### Task requirements
Could you please write out the data shown below, exactly and in full?

### Items from a dataset

- Opening Delimiter -

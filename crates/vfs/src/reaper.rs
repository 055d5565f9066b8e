//! Background sweeping of idle readers and cached ranges.

use std::sync::mpsc::{self, RecvTimeoutError, Sender};
use std::sync::Weak;
use std::thread::JoinHandle;
use std::time::{Duration, Instant};

use tracing::{debug, trace};

use crate::error::VfsError;

/// Something that drops state unused for longer than its timeout.
pub trait IdleSweep: Send + Sync {
    /// Remove entries idle as of `now`.
    ///
    /// # Returns
    /// Number of entries removed.
    fn sweep_idle(&self, now: Instant) -> usize;
}

/// Owns a thread that calls [`IdleSweep::sweep_idle`] on each target every
/// interval. Targets are held weakly; the thread exits when the handle is
/// dropped or every target is gone.
pub struct Reaper {
    stop: Option<Sender<()>>,
    thread: Option<JoinHandle<()>>,
}

impl Reaper {
    /// Start sweeping `targets` every `interval`.
    pub fn spawn(
        interval: Duration,
        targets: Vec<Weak<dyn IdleSweep>>,
    ) -> Result<Self, VfsError> {
        let (stop, stopped) = mpsc::channel::<()>();
        let thread = std::thread::Builder::new()
            .name("s3fs-reaper".into())
            .spawn(move || loop {
                match stopped.recv_timeout(interval) {
                    Err(RecvTimeoutError::Timeout) => {}
                    Ok(()) | Err(RecvTimeoutError::Disconnected) => break,
                }
                let now: Instant = Instant::now();
                let mut alive: usize = 0;
                for target in &targets {
                    if let Some(target) = target.upgrade() {
                        alive += 1;
                        let removed: usize = target.sweep_idle(now);
                        if removed > 0 {
                            debug!(removed, "Reaped idle entries");
                        }
                    }
                }
                if alive == 0 {
                    trace!("All sweep targets dropped, reaper exiting");
                    break;
                }
            })
            .map_err(VfsError::ThreadSpawn)?;

        Ok(Self {
            stop: Some(stop),
            thread: Some(thread),
        })
    }
}

impl Drop for Reaper {
    fn drop(&mut self) {
        if let Some(stop) = self.stop.take() {
            let _ = stop.send(());
        }
        if let Some(thread) = self.thread.take() {
            let _ = thread.join();
        }
    }
}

- Closing Delimiter -

### Result for this exercise
filename crates/vfs/src/reaper.rs
repository 055d5565f9066b8e
//! Background sweeping of idle readers and cached ranges.

use std::sync::mpsc::{self, RecvTimeoutError, Sender};
use std::sync::Weak;
use std::thread::JoinHandle;
use std::time::{Duration, Instant};

use tracing::{debug, trace};

use crate::error::VfsError;

/// Something that drops state unused for longer than its timeout.
pub trait IdleSweep: Send + Sync {
    /// Remove entries idle as of `now`.
    ///
    /// # Returns
    /// Number of entries removed.
    fn sweep_idle(&self, now: Instant) -> usize;
}

/// Owns a thread that calls [`IdleSweep::sweep_idle`] on each target every
/// interval. Targets are held weakly; the thread exits when the handle is
/// dropped or every target is gone.
pub struct Reaper {
    stop: Option<Sender<()>>,
    thread: Option<JoinHandle<()>>,
}

impl Reaper {
    /// Start sweeping `targets` every `interval`.
    pub fn spawn(
        interval: Duration,
        targets: Vec<Weak<dyn IdleSweep>>,
    ) -> Result<Self, VfsError> {
        let (stop, stopped) = mpsc::channel::<()>();
        let thread = std::thread::Builder::new()
            .name("s3fs-reaper".into())
            .spawn(move || loop {
                match stopped.recv_timeout(interval) {
                    Err(RecvTimeoutError::Timeout) => {}
                    Ok(()) | Err(RecvTimeoutError::Disconnected) => break,
                }
                let now: Instant = Instant::now();
                let mut alive: usize = 0;
                for target in &targets {
                    if let Some(target) = target.upgrade() {
                        alive += 1;
                        let removed: usize = target.sweep_idle(now);
                        if removed > 0 {
                            debug!(removed, "Reaped idle entries");
                        }
                    }
                }
                if alive == 0 {
                    trace!("All sweep targets dropped, reaper exiting");
                    break;
                }
            })
            .map_err(VfsError::ThreadSpawn)?;

        Ok(Self {
            stop: Some(stop),
            thread: Some(thread),
        })
    }
}

impl Drop for Reaper {
    fn drop(&mut self) {
        if let Some(stop) = self.stop.take() {
            let _ = stop.send(());
        }
        if let Some(thread) = self.thread.take() {
            let _ = thread.join();
        }
    }
}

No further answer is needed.